#Non-parametric tests
All the previous tests assume that the data have different characteristics, such as normal distribution and homogeneity of variance. If the data CANNOT comply with these assumptions then the previous tests should not be used and alternative tests have to be explored. One set of tests are known as “Non-Parametric tests” or “Distribution Free Tests”.
Most of these tests do no use the original data but use the Ranks of the data. That is is done by assigning “new values” to the original data. The lowest value is assigned the rank of 1, the the next lowest value the rank of 2, and so on.
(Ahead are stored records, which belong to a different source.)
//! Conditional edges: route to the next node based on state.
//!
//! A source node has a routing function that takes the state (after the superstep's
//! updates are merged) and returns a key. With a path map, the key must be one of the
//! map's keys; without one, the key itself must be a node id or END. Anything else is
//! a `GraphError::UnmappedRoute`.

use std::collections::HashMap;
use std::sync::Arc;

use super::GraphState;

/// Router function: takes the merged state and returns a routing key.
pub type ConditionalRouterFn = Arc<dyn Fn(&GraphState) -> String + Send + Sync>;

/// Routing function plus optional key -> node map.
#[derive(Clone)]
pub struct ConditionalRouter {
    pub(super) path: ConditionalRouterFn,
    pub(super) path_map: Option<HashMap<String, String>>,
}

impl ConditionalRouter {
    pub fn new(path: ConditionalRouterFn, path_map: Option<HashMap<String, String>>) -> Self {
        Self { path, path_map }
    }

    /// Evaluates the router. Returns `(key, target)`; target is `None` when the key is
    /// not covered by the path map.
    pub fn resolve(&self, state: &GraphState) -> (String, Option<String>) {
        let key = (self.path)(state);
        let target = match &self.path_map {
            Some(map) => map.get(&key).cloned(),
            None => Some(key.clone()),
        };
        (key, target)
    }

    /// Declared targets, when a path map is present.
    pub fn targets(&self) -> Option<impl Iterator<Item = &String>> {
        self.path_map.as_ref().map(|m| m.values())
    }
}

impl std::fmt::Debug for ConditionalRouter {
    fn fmt(&self, f: &mut std::fmt::Formatter<'_>) -> std::fmt::Result {
        f.debug_struct("ConditionalRouter")
            .field("path", &"<fn>")
            .field("path_map", &self.path_map)
            .finish()
    }
}

/// Builds a path map from `(key, target)` pairs.
pub fn path_map<I, K, V>(pairs: I) -> HashMap<String, String>
where
    I: IntoIterator<Item = (K, V)>,
    K: Into<String>,
    V: Into<String>,
{
    pairs
        .into_iter()
        .map(|(k, v)| (k.into(), v.into()))
        .collect()
}
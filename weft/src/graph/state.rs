//! Graph state (channel name -> value) and the partial updates nodes return.

use std::collections::BTreeMap;

use serde::de::DeserializeOwned;
use serde::{Deserialize, Serialize};
use serde_json::Value;

use crate::error::AgentError;

/// Accumulated channel values of one run.
///
/// Nodes read it through typed accessors; only the engine mutates it, by applying
/// reducers to [`StateUpdate`]s.
#[derive(Debug, Clone, Default, PartialEq, Serialize, Deserialize)]
#[serde(transparent)]
pub struct GraphState {
    values: BTreeMap<String, Value>,
}

impl GraphState {
    pub fn new() -> Self {
        Self::default()
    }

    pub fn from_values(values: BTreeMap<String, Value>) -> Self {
        Self { values }
    }

    pub fn get(&self, channel: &str) -> Option<&Value> {
        self.values.get(channel)
    }

    /// Deserializes a channel; `Ok(None)` when the channel has no value or holds null.
    pub fn get_as<T: DeserializeOwned>(&self, channel: &str) -> Result<Option<T>, AgentError> {
        match self.values.get(channel) {
            None | Some(Value::Null) => Ok(None),
            Some(v) => serde_json::from_value(v.clone())
                .map(Some)
                .map_err(|e| AgentError::State(format!("channel {}: {}", channel, e))),
        }
    }

    /// Like [`GraphState::get_as`] but falls back to `T::default()`.
    pub fn get_or_default<T: DeserializeOwned + Default>(&self, channel: &str) -> Result<T, AgentError> {
        Ok(self.get_as(channel)?.unwrap_or_default())
    }

    pub fn values(&self) -> &BTreeMap<String, Value> {
        &self.values
    }

    pub fn into_values(self) -> BTreeMap<String, Value> {
        self.values
    }

    pub(crate) fn values_mut(&mut self) -> &mut BTreeMap<String, Value> {
        &mut self.values
    }

    /// User-facing view without the engine's trigger channels.
    pub fn public(&self) -> GraphState {
        Self {
            values: self
                .values
                .iter()
                .filter(|(k, _)| !k.starts_with(crate::channels::TRIGGER_PREFIX))
                .map(|(k, v)| (k.clone(), v.clone()))
                .collect(),
        }
    }

    pub fn to_value(&self) -> Value {
        Value::Object(self.public().values.into_iter().collect())
    }
}

/// Partial channel writes returned by one node, in write order.
#[derive(Debug, Clone, Default, PartialEq)]
pub struct StateUpdate {
    writes: Vec<(String, Value)>,
}

impl StateUpdate {
    pub fn new() -> Self {
        Self::default()
    }

    /// Adds a raw JSON write.
    pub fn set(mut self, channel: impl Into<String>, value: Value) -> Self {
        self.writes.push((channel.into(), value));
        self
    }

    /// Serializes `value` and adds it as a write.
    pub fn write<T: Serialize + ?Sized>(
        self,
        channel: impl Into<String>,
        value: &T,
    ) -> Result<Self, AgentError> {
        let channel = channel.into();
        let v = serde_json::to_value(value)
            .map_err(|e| AgentError::State(format!("channel {}: {}", channel, e)))?;
        Ok(self.set(channel, v))
    }

    pub fn is_empty(&self) -> bool {
        self.writes.is_empty()
    }

    pub fn writes(&self) -> &[(String, Value)] {
        &self.writes
    }

    pub fn into_writes(self) -> Vec<(String, Value)> {
        self.writes
    }

    /// Object view for stream events; later writes to the same channel win.
    pub fn to_value(&self) -> Value {
        Value::Object(self.writes.iter().cloned().collect())
    }

    /// Builds an update from a JSON object (used for graph input).
    pub fn from_object(value: Value) -> Result<Self, AgentError> {
        match value {
            Value::Object(map) => Ok(Self {
                writes: map.into_iter().collect(),
            }),
            Value::Null => Ok(Self::default()),
            other => Err(AgentError::State(format!(
                "input must be a JSON object, got {}",
                other
            ))),
        }
    }
}

impl From<Vec<(String, Value)>> for StateUpdate {
    fn from(writes: Vec<(String, Value)>) -> Self {
        Self { writes }
    }
}

#[cfg(test)]
mod tests {
    use super::*;
    use serde_json::json;

    /// **Scenario**: get_as deserializes present values and treats null as absent.
    #[test]
    fn get_as_handles_null_and_missing() {
        let mut s = GraphState::new();
        s.values_mut().insert("n".into(), json!(3));
        s.values_mut().insert("z".into(), Value::Null);
        assert_eq!(s.get_as::<i64>("n").unwrap(), Some(3));
        assert_eq!(s.get_as::<i64>("z").unwrap(), None);
        assert_eq!(s.get_or_default::<Vec<String>>("missing").unwrap(), Vec::<String>::new());
        assert!(s.get_as::<String>("n").is_err());
    }

    /// **Scenario**: public() hides trigger channels.
    #[test]
    fn public_hides_triggers() {
        let mut s = GraphState::new();
        s.values_mut().insert("branch:to:agent".into(), json!(true));
        s.values_mut().insert("messages".into(), json!([]));
        assert_eq!(s.to_value(), json!({"messages": []}));
    }

    /// **Scenario**: updates keep write order and serialize typed values.
    #[test]
    fn update_builder_keeps_order() {
        let u = StateUpdate::new()
            .set("b", json!(1))
            .write("a", &vec!["x"])
            .unwrap();
        let names: Vec<_> = u.writes().iter().map(|(c, _)| c.as_str()).collect();
        assert_eq!(names, vec!["b", "a"]);
        assert_eq!(u.to_value(), json!({"a": ["x"], "b": 1}));
    }

    #[test]
    fn from_object_rejects_non_objects() {
        assert!(StateUpdate::from_object(json!([1])).is_err());
        assert!(StateUpdate::from_object(Value::Null).unwrap().is_empty());
    }
}
//! Grade-documents node: keeps the documents the LLM judges relevant.

use std::sync::Arc;

use async_trait::async_trait;
use futures::stream::{FuturesUnordered, StreamExt};
use serde::Deserialize;
use serde_json::json;

use crate::error::AgentError;
use crate::graph::{GraphState, Node, NodeOutput, RunContext, StateUpdate};
use crate::llm::{structured, LlmClient, OutputSchema};
use crate::message::{last_n, Message};
use crate::prompts;
use crate::state::{ChatState, DOCUMENTS, LAST_NODE};

use super::Document;

pub const GRADE_DOCUMENTS: &str = "grade_documents";

const GRADE_CONTEXT_MESSAGES: usize = 3;

#[derive(Deserialize)]
struct Grade {
    relevant: bool,
}

fn grade_schema() -> OutputSchema {
    OutputSchema::new(
        "grade",
        "Whether the document is relevant to the user question.",
        json!({
            "type": "object",
            "properties": {"relevant": {"type": "boolean"}},
            "required": ["relevant"],
        }),
    )
}

/// Asks one binary relevance question per document, all concurrently.
///
/// Survivors are written in completion order. Any failed grading fails the node.
pub struct GradeDocumentsNode {
    llm: Arc<dyn LlmClient>,
}

impl GradeDocumentsNode {
    pub fn new(llm: Arc<dyn LlmClient>) -> Self {
        Self { llm }
    }

    async fn grade(&self, document: Document, context: &[Message]) -> Result<Option<Document>, AgentError> {
        let mut messages = vec![
            Message::system(prompts::GRADE_SYSTEM),
            Message::user(format!("Retrieved document:\n{}", document.page_content)),
        ];
        messages.extend_from_slice(context);
        let grade: Grade = structured(self.llm.as_ref(), &messages, &grade_schema()).await?;
        Ok(grade.relevant.then_some(document))
    }
}

#[async_trait]
impl Node for GradeDocumentsNode {
    fn id(&self) -> &str {
        GRADE_DOCUMENTS
    }

    async fn run(&self, state: &GraphState, _ctx: &RunContext) -> Result<NodeOutput, AgentError> {
        let chat = ChatState::from_state(state)?;
        let context = last_n(&chat.messages, GRADE_CONTEXT_MESSAGES);
        let total = chat.documents.len();

        let mut pending: FuturesUnordered<_> = chat
            .documents
            .iter()
            .cloned()
            .map(|d| self.grade(d, context))
            .collect();
        let mut kept = Vec::new();
        while let Some(graded) = pending.next().await {
            kept.extend(graded?);
        }
        tracing::debug!(total, kept = kept.len(), "graded documents");

        Ok(StateUpdate::new()
            .write(DOCUMENTS, &kept)?
            .set(LAST_NODE, json!(GRADE_DOCUMENTS))
            .into())
    }
}
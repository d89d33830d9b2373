//! Embedding and vector search boundaries.
//!
//! [`Embedder`] turns text into vectors; [`VectorStore`] ranks stored documents against
//! a query vector under a [`MetadataFilter`]. [`InMemoryVectorStore`] is a cosine
//! similarity store for tests and small deployments.

mod filter;
mod hash_embedder;
mod in_memory;

pub use filter::MetadataFilter;
pub use hash_embedder::HashEmbedder;
pub use in_memory::InMemoryVectorStore;

use async_trait::async_trait;

use crate::retrieval::{Document, RetrievalError};

/// Produces fixed-size float vectors from text.
#[async_trait]
pub trait Embedder: Send + Sync {
    async fn embed(&self, text: &str) -> Result<Vec<f32>, RetrievalError>;

    /// One vector per input, same order. Default embeds one by one.
    async fn embed_batch(&self, texts: &[String]) -> Result<Vec<Vec<f32>>, RetrievalError> {
        let mut out = Vec::with_capacity(texts.len());
        for t in texts {
            out.push(self.embed(t).await?);
        }
        Ok(out)
    }

    fn dimension(&self) -> usize;
}

/// A search hit. Higher score is more similar.
#[derive(Debug, Clone, PartialEq)]
pub struct ScoredDocument {
    pub document: Document,
    pub score: f32,
}

/// Similarity search over stored documents.
///
/// **Interaction**: the retrieve node and the vectorstore worker search with a
/// project/exclusion filter; loaders or ingestion code call `add_documents`.
#[async_trait]
pub trait VectorStore: Send + Sync {
    /// Up to `k` documents matching `filter`, best first.
    async fn search(
        &self,
        query_vector: &[f32],
        k: usize,
        filter: &MetadataFilter,
    ) -> Result<Vec<ScoredDocument>, RetrievalError>;

    /// Stores documents with precomputed vectors. Returns the new ids.
    async fn add_documents(
        &self,
        documents: Vec<Document>,
        vectors: Vec<Vec<f32>>,
    ) -> Result<Vec<String>, RetrievalError>;
}

/// Embeds `documents` with `embedder` and stores them.
pub async fn index_documents(
    store: &dyn VectorStore,
    embedder: &dyn Embedder,
    documents: Vec<Document>,
) -> Result<Vec<String>, RetrievalError> {
    let texts: Vec<String> = documents.iter().map(|d| d.page_content.clone()).collect();
    let vectors = embedder.embed_batch(&texts).await?;
    store.add_documents(documents, vectors).await
}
Thus the highest value has the highest rank.
Then the analysis are on the ranks and NOT on the original values.
#install.packages("car")
#install.packages("clinfun")
#install.packages("ggplot2")
#install.packages("pastecs")
#install.packages("pgirmess")
library(car) # Companion to applied Regression
library(clinfun) # Clinical Trial Design and Data Analysis Functions
library(ggplot2) # Graphic production
library(pastecs) # Package for analysis of Space -Time ecological Series
library(pgirmess) # Spatial Analysis and Data Mining for Field Ecologist
## The legacy packages maptools, rgdal, and rgeos, underpinning the sp package,
## which was just loaded, will retire in October 2023.
## Please refer to R-spatial evolution reports for details, especially
## https://r-spatial.org/r/2023/05/15/evolution4.html.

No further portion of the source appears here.